I'm going to do something to push back against that and say, "No,
I'm in charge here."
Speaker 1:
Right.
Speaker 2:
Now in healthcare. That's a problem because you go into the
doctor's office, you're in your underwear, the doctor's wearing a
white coat. The authority is clearly there. Gives you healthcare
advice and then you go home and you get to decide whether you're
going to do it or not. And most people don't follow healthcare
advice.
Speaker 1:
Right? Yeah. You get the example of the going to the dentist.
Speaker 2:
Yeah, no, we have that kind of, nobody's going to tell me what to
do feeling. It may not even be conscious, but it's there. And so
when you're dealing with something about which people are
ambivalent and that's most of the time actually, to try to
persuade, to try to convince, to try to make the person do it is a
losing battle. You cannot make people change.
Speaker 1:
And what a concept for parenting also.
Speaker 2:
Indeed, indeed.

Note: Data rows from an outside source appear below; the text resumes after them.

//! Persisted mode, prefix window and layout profile across restarts

use crate::common::{RecordingHost, TestFixture};
use modal_layout::Mode;
use modal_layout::config::Config;
use modal_layout::host::KeyValueStore;
use modal_layout::persist::JsonFileStore;
use pretty_assertions::assert_eq;
use serde_json::json;
use std::sync::Arc;
use std::time::Duration;
use tempfile::TempDir;

const STATE_KEY: &str = "modal-layout.state";

fn file_store(dir: &TempDir) -> Arc<dyn KeyValueStore> {
    Arc::new(JsonFileStore::new(dir.path().join("state.json")))
}

#[test]
fn test_mode_and_timeout_survive_restart() -> Result<(), Box<dyn std::error::Error>> {
    let dir = TempDir::new()?;
    let config = Config {
        prefix_timeout_ms: 900,
        ..Config::default()
    };

    let mut first = TestFixture::with_store(RecordingHost::new(), file_store(&dir), config)?;
    assert!(first.press("v"));
    assert_eq!(
        first.stored()?,
        Some(json!({"mode": "visual", "prefixTimeoutMs": 900}))
    );
    first.dispatcher.stop();

    let second = TestFixture::with_store(RecordingHost::new(), file_store(&dir), Config::default())?;
    assert_eq!(second.dispatcher.mode(), Mode::Visual);
    assert_eq!(second.dispatcher.prefix_timeout(), Duration::from_millis(900));
    assert_eq!(second.host.status_text().as_deref(), Some("VISUAL"));
    Ok(())
}

#[test]
fn test_invalid_stored_values_fall_back() -> Result<(), Box<dyn std::error::Error>> {
    let dir = TempDir::new()?;
    let store = file_store(&dir);
    store.set_data(STATE_KEY, json!({"mode": "replace", "prefixTimeoutMs": -5}))?;

    let fx = TestFixture::with_store(RecordingHost::new(), store, Config::default())?;
    assert_eq!(fx.dispatcher.mode(), Mode::Normal);
    assert_eq!(fx.dispatcher.prefix_timeout(), Duration::from_millis(1250));
    Ok(())
}

#[test]
fn test_corrupt_state_file_starts_fresh() -> Result<(), Box<dyn std::error::Error>> {
    let dir = TempDir::new()?;
    std::fs::write(dir.path().join("state.json"), "{ not json")?;

    let mut fx = TestFixture::with_store(RecordingHost::new(), file_store(&dir), Config::default())?;
    assert!(fx.dispatcher.is_listening());
    assert_eq!(fx.dispatcher.mode(), Mode::Normal);
    assert!(fx.press("i"));
    assert_eq!(fx.dispatcher.mode(), Mode::Insert);

    fx.dispatcher.flush();
    let on_disk: serde_json::Value =
        serde_json::from_str(&std::fs::read_to_string(dir.path().join("state.json"))?)?;
    assert_eq!(
        on_disk,
        json!({STATE_KEY: {"mode": "insert", "prefixTimeoutMs": 1250}})
    );
    Ok(())
}

#[test]
fn test_layout_save_over_corrupt_file_succeeds() -> Result<(), Box<dyn std::error::Error>> {
    let dir = TempDir::new()?;
    std::fs::write(dir.path().join("state.json"), "{ not json")?;
    let host = RecordingHost::new();
    *host.has_layout.lock() = true;

    let mut fx = TestFixture::with_store(host, file_store(&dir), Config::default())?;
    assert!(fx.prefix());
    assert!(fx.press("s"));
    fx.dispatcher.flush();

    assert_eq!(fx.host.messages.lock().clone(), vec!["Layout profile saved."]);
    let restarted = TestFixture::with_store(RecordingHost::new(), file_store(&dir), Config::default())?;
    assert_eq!(
        restarted.dispatcher.layout_profile(),
        Some(&json!({"panes": ["editor-1", "editor-2"]}))
    );
    Ok(())
}

#[test]
fn test_other_keys_in_state_file_are_kept() -> Result<(), Box<dyn std::error::Error>> {
    let dir = TempDir::new()?;
    let store = file_store(&dir);
    store.set_data("other.extension", json!([1, 2, 3]))?;

    let mut fx = TestFixture::with_store(RecordingHost::new(), Arc::clone(&store), Config::default())?;
    assert!(fx.press(":"));
    fx.dispatcher.flush();

    assert_eq!(store.get_data("other.extension")?, Some(json!([1, 2, 3])));
    assert_eq!(
        store.get_data(STATE_KEY)?,
        Some(json!({"mode": "command", "prefixTimeoutMs": 1250}))
    );
    Ok(())
}

#[test]
fn test_layout_profile_saved_and_loaded() -> Result<(), Box<dyn std::error::Error>> {
    let dir = TempDir::new()?;
    let host = RecordingHost::new();
    *host.has_layout.lock() = true;

    let mut first = TestFixture::with_store(host, file_store(&dir), Config::default())?;
    assert!(first.prefix());
    assert!(first.press("s"));
    let stored = first.stored()?;
    assert_eq!(
        stored.as_ref().and_then(|state| state.get("layoutProfile")),
        Some(&json!({"panes": ["editor-1", "editor-2"]}))
    );
    assert_eq!(
        first.host.messages.lock().clone(),
        vec!["Layout profile saved."]
    );
    first.dispatcher.stop();

    let host = RecordingHost::new();
    *host.has_layout.lock() = true;
    let mut second = TestFixture::with_store(host, file_store(&dir), Config::default())?;
    assert!(second.prefix());
    assert!(second.press("r"));
    second.dispatcher.flush();
    assert_eq!(
        second.host.restored_layouts.lock().clone(),
        vec![json!({"panes": ["editor-1", "editor-2"]})]
    );
    assert_eq!(
        second.host.messages.lock().clone(),
        vec!["Layout profile loaded."]
    );
    Ok(())
}

#[test]
fn test_layout_unavailable_warns() -> Result<(), Box<dyn std::error::Error>> {
    let mut fx = TestFixture::new(RecordingHost::new())?;
    assert!(fx.prefix());
    assert!(fx.press("s"));
    assert!(fx.prefix());
    assert!(fx.press("r"));
    fx.dispatcher.flush();

    assert_eq!(
        fx.host.messages.lock().clone(),
        vec![
            "Unable to save layout: layout data API is unavailable.",
            "No saved layout profile is available.",
        ]
    );
    assert!(fx.dispatcher.layout_profile().is_none());
    Ok(())
}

Yeah.
Speaker 1:
I thought one of the interesting things you said that was
persuasion and advice are often attempts to convince from the Latin
root [foreign language 00:14:25] to defeat, conquer or
overcome.
Speaker 2:
So it doesn't feel good on receiving end. That's right.
Speaker 1:
So this is not in your book. So I apologize, but I just thought
about the vaccines.
Speaker 2:
Oh, sure.
Speaker 1:
Right. Is that what you think about when you see, I mean, people
just don't want ... On either side, people don't want to be told
what to do.
Speaker 2:
Well, it's gotten even more complex than that actually. It's gotten
polarized. I've said in the book, one thing that kind of amplifies
response to ambivalence is if you identify that is not taking
advice, not taking a vaccine, it's not just an opinion of mine.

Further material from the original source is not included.